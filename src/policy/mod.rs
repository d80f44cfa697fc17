//! Who may do what with a content request.
//!
//! Lookups resolve the identifier first: an unknown id is `NotFound`, a known
//! one the actor has no rights on is `Forbidden`. Every request endpoint goes
//! through [`authorize`] so the two outcomes are reported the same way everywhere.

use thiserror::Error;

use crate::db::{MediaRequest, User};

#[derive(Debug, Clone, Copy, PartialEq, Eq, Error)]
pub enum AccessError {
    #[error("Request not found")]
    NotFound,
    #[error("Not authorized")]
    Forbidden,
}

/// An operation on a single request
#[derive(Debug, Clone, Copy, PartialEq, Eq)]
pub enum RequestAction {
    View,
    Edit,
    ChangeStatus,
    Delete,
}

impl RequestAction {
    pub fn as_str(&self) -> &'static str {
        match self {
            RequestAction::View => "view",
            RequestAction::Edit => "edit",
            RequestAction::ChangeStatus => "change_status",
            RequestAction::Delete => "delete",
        }
    }
}

fn is_owner(request: &MediaRequest, actor: &User) -> bool {
    request.user_id == actor.id
}

/// Admins see everything, users see their own requests
pub fn can_view(request: &MediaRequest, actor: &User) -> bool {
    actor.is_admin() || is_owner(request, actor)
}

/// Status is an administrative judgment
pub fn can_mutate_status(_request: &MediaRequest, actor: &User) -> bool {
    actor.is_admin()
}

/// Only the owner retracts a request; admins use the bulk delete instead
pub fn can_delete(request: &MediaRequest, actor: &User) -> bool {
    is_owner(request, actor)
}

/// Only the owner edits the request body
pub fn can_edit(request: &MediaRequest, actor: &User) -> bool {
    is_owner(request, actor)
}

pub fn permits(action: RequestAction, request: &MediaRequest, actor: &User) -> bool {
    match action {
        RequestAction::View => can_view(request, actor),
        RequestAction::Edit => can_edit(request, actor),
        RequestAction::ChangeStatus => can_mutate_status(request, actor),
        RequestAction::Delete => can_delete(request, actor),
    }
}

/// Resolve a looked-up request against the actor's rights
pub fn authorize(
    request: Option<MediaRequest>,
    actor: &User,
    action: RequestAction,
) -> Result<MediaRequest, AccessError> {
    let request = request.ok_or(AccessError::NotFound)?;
    if permits(action, &request, actor) {
        Ok(request)
    } else {
        tracing::warn!(
            user_id = %actor.id,
            request_id = %request.id,
            action = action.as_str(),
            "Denied access to request"
        );
        Err(AccessError::Forbidden)
    }
}

#[cfg(test)]
mod tests {
    use super::*;
    use crate::db::{MediaType, RequestKind, RequestStatus, UserRole};

    fn actor(id: &str, role: UserRole) -> User {
        User {
            id: id.to_string(),
            email: format!("{}@example.com", id),
            password_hash: String::new(),
            name: id.to_string(),
            role,
            whatsapp: None,
            created_at: String::new(),
            updated_at: String::new(),
        }
    }

    fn request_owned_by(user_id: &str) -> MediaRequest {
        MediaRequest {
            id: "r1".to_string(),
            user_id: user_id.to_string(),
            kind: RequestKind::Add,
            media_id: 1,
            media_type: MediaType::Movie,
            media_title: "Alien".to_string(),
            media_poster: None,
            status: RequestStatus::Pending,
            description: None,
            notify_whatsapp: false,
            contact_number: None,
            created_at: String::new(),
            updated_at: String::new(),
        }
    }

    #[test]
    fn test_view_matrix() {
        let request = request_owned_by("owner");
        let cases = [
            (actor("owner", UserRole::Admin), true),
            (actor("other", UserRole::Admin), true),
            (actor("owner", UserRole::User), true),
            (actor("other", UserRole::User), false),
        ];
        for (who, expected) in cases {
            assert_eq!(
                can_view(&request, &who),
                expected,
                "view by {} ({})",
                who.id,
                who.role
            );
        }
    }

    #[test]
    fn test_status_is_admin_only() {
        let request = request_owned_by("owner");
        assert!(!can_mutate_status(&request, &actor("owner", UserRole::User)));
        assert!(can_mutate_status(&request, &actor("other", UserRole::Admin)));
    }

    #[test]
    fn test_delete_is_owner_only() {
        let request = request_owned_by("owner");
        assert!(can_delete(&request, &actor("owner", UserRole::User)));
        assert!(!can_delete(&request, &actor("other", UserRole::Admin)));
        assert!(!can_delete(&request, &actor("other", UserRole::User)));
    }

    #[test]
    fn test_authorize_distinguishes_missing_from_forbidden() {
        let stranger = actor("other", UserRole::User);
        assert_eq!(
            authorize(None, &stranger, RequestAction::View).unwrap_err(),
            AccessError::NotFound
        );
        assert_eq!(
            authorize(Some(request_owned_by("owner")), &stranger, RequestAction::Delete)
                .unwrap_err(),
            AccessError::Forbidden
        );
        assert!(authorize(
            Some(request_owned_by("owner")),
            &actor("owner", UserRole::User),
            RequestAction::Edit
        )
        .is_ok());
    }
}
//! The runtime settings row.
//!
//! The table holds exactly one row, pinned to `id = 1` by a CHECK constraint.
//! The row is created with `INSERT OR IGNORE`, so concurrent first writes
//! converge on the same record instead of racing an existence check.

use serde::{Deserialize, Serialize};
use sqlx::{FromRow, SqlitePool};

/// Version of the settings layout stored in `schema_version`
pub const SETTINGS_SCHEMA_VERSION: i64 = 1;

const SINGLETON_ID: i64 = 1;

#[derive(Debug, Clone, PartialEq, Eq, Serialize, Deserialize, FromRow)]
pub struct Settings {
    #[serde(skip)]
    pub id: i64,
    pub schema_version: i64,
    pub request_limit_per_day: i64,
    pub request_limit_per_week: i64,
    pub whatsapp_enabled: bool,
    pub twilio_account_sid: Option<String>,
    #[serde(skip_serializing)]
    pub twilio_auth_token: Option<String>,
    pub twilio_phone_number: Option<String>,
    pub primary_color: String,
    pub platform_enabled: bool,
    pub disabled_message: String,
    pub registration_enabled: bool,
    pub updated_at: String,
}

impl Default for Settings {
    fn default() -> Self {
        Self {
            id: SINGLETON_ID,
            schema_version: SETTINGS_SCHEMA_VERSION,
            request_limit_per_day: 10,
            request_limit_per_week: 50,
            whatsapp_enabled: false,
            twilio_account_sid: None,
            twilio_auth_token: None,
            twilio_phone_number: None,
            primary_color: "#1DB954".to_string(),
            platform_enabled: true,
            disabled_message: "Platform is currently under maintenance. Please try again later."
                .to_string(),
            registration_enabled: true,
            updated_at: String::new(),
        }
    }
}

/// Sender credentials for the messaging gateway
#[derive(Debug, Clone, PartialEq, Eq, Hash)]
pub struct GatewayCredentials {
    pub account_sid: String,
    pub auth_token: String,
    pub phone_number: String,
}

impl Settings {
    /// Gateway credentials, when all three are set and the account SID is well formed
    pub fn gateway_credentials(&self) -> Option<GatewayCredentials> {
        let sid = self.twilio_account_sid.as_deref()?.trim();
        let token = self.twilio_auth_token.as_deref()?.trim();
        let phone = self.twilio_phone_number.as_deref()?.trim();

        if !sid.starts_with("AC") || sid.len() < 10 || token.is_empty() || phone.is_empty() {
            return None;
        }

        Some(GatewayCredentials {
            account_sid: sid.to_string(),
            auth_token: token.to_string(),
            phone_number: phone.to_string(),
        })
    }

    /// Create the row with default values if it does not exist yet
    pub async fn ensure(db: &SqlitePool) -> Result<(), sqlx::Error> {
        sqlx::query("INSERT OR IGNORE INTO settings (id, schema_version, updated_at) VALUES (?, ?, ?)")
            .bind(SINGLETON_ID)
            .bind(SETTINGS_SCHEMA_VERSION)
            .bind(crate::db::now())
            .execute(db)
            .await?;
        Ok(())
    }

    pub async fn find(db: &SqlitePool) -> Result<Option<Settings>, sqlx::Error> {
        sqlx::query_as("SELECT * FROM settings WHERE id = ?")
            .bind(SINGLETON_ID)
            .fetch_optional(db)
            .await
    }

    /// Apply a partial update in one statement. Absent fields keep their
    /// stored value; an empty string clears a gateway credential.
    ///
    /// Returns `false` and writes nothing when the resulting daily limit would
    /// exceed the weekly one. The limits are compared against the row as it is
    /// at write time, so concurrent edits cannot cross them.
    pub async fn apply(db: &SqlitePool, update: &UpdateSettingsRequest) -> Result<bool, sqlx::Error> {
        Self::ensure(db).await?;

        let result = sqlx::query(
            r#"
            UPDATE settings SET
                request_limit_per_day = COALESCE(?1, request_limit_per_day),
                request_limit_per_week = COALESCE(?2, request_limit_per_week),
                whatsapp_enabled = COALESCE(?3, whatsapp_enabled),
                twilio_account_sid = NULLIF(COALESCE(?4, twilio_account_sid), ''),
                twilio_auth_token = NULLIF(COALESCE(?5, twilio_auth_token), ''),
                twilio_phone_number = NULLIF(COALESCE(?6, twilio_phone_number), ''),
                primary_color = COALESCE(?7, primary_color),
                platform_enabled = COALESCE(?8, platform_enabled),
                disabled_message = COALESCE(?9, disabled_message),
                registration_enabled = COALESCE(?10, registration_enabled),
                updated_at = ?11
            WHERE id = ?12
              AND COALESCE(?1, request_limit_per_day) <= COALESCE(?2, request_limit_per_week)
            "#,
        )
        .bind(update.request_limit_per_day)
        .bind(update.request_limit_per_week)
        .bind(update.whatsapp_enabled)
        .bind(update.twilio_account_sid.as_deref().map(str::trim))
        .bind(update.twilio_auth_token.as_deref().map(str::trim))
        .bind(update.twilio_phone_number.as_deref().map(str::trim))
        .bind(&update.primary_color)
        .bind(update.platform_enabled)
        .bind(&update.disabled_message)
        .bind(update.registration_enabled)
        .bind(crate::db::now())
        .bind(SINGLETON_ID)
        .execute(db)
        .await?;

        Ok(result.rows_affected() > 0)
    }
}

/// Partial settings update. Unknown fields are rejected.
#[derive(Debug, Clone, Default, Deserialize)]
#[serde(deny_unknown_fields)]
pub struct UpdateSettingsRequest {
    pub request_limit_per_day: Option<i64>,
    pub request_limit_per_week: Option<i64>,
    pub whatsapp_enabled: Option<bool>,
    pub twilio_account_sid: Option<String>,
    pub twilio_auth_token: Option<String>,
    pub twilio_phone_number: Option<String>,
    pub primary_color: Option<String>,
    pub platform_enabled: Option<bool>,
    pub disabled_message: Option<String>,
    pub registration_enabled: Option<bool>,
}

/// Settings as shown to admins, with the auth token masked
#[derive(Debug, Clone, Serialize)]
pub struct SettingsResponse {
    #[serde(flatten)]
    pub settings: Settings,
    /// Last four characters of the auth token, when one is stored
    pub twilio_auth_token_hint: Option<String>,
}

impl From<Settings> for SettingsResponse {
    fn from(settings: Settings) -> Self {
        let twilio_auth_token_hint = settings.twilio_auth_token.as_deref().map(|token| {
            let tail: String = token
                .chars()
                .rev()
                .take(4)
                .collect::<Vec<_>>()
                .into_iter()
                .rev()
                .collect();
            format!("****{}", tail)
        });
        Self {
            settings,
            twilio_auth_token_hint,
        }
    }
}

/// The subset of settings the client needs before login
#[derive(Debug, Clone, Serialize, Deserialize, PartialEq, Eq)]
pub struct PublicSettings {
    pub platform_enabled: bool,
    pub disabled_message: String,
    pub registration_enabled: bool,
    pub primary_color: String,
    pub whatsapp_enabled: bool,
}

impl From<&Settings> for PublicSettings {
    fn from(settings: &Settings) -> Self {
        Self {
            platform_enabled: settings.platform_enabled,
            disabled_message: settings.disabled_message.clone(),
            registration_enabled: settings.registration_enabled,
            primary_color: settings.primary_color.clone(),
            whatsapp_enabled: settings.whatsapp_enabled,
        }
    }
}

Assignment -
Output each line of the listing above that has "struct".

Result -
pub struct Settings {
pub struct GatewayCredentials {
pub struct UpdateSettingsRequest {
pub struct SettingsResponse {
pub struct PublicSettings {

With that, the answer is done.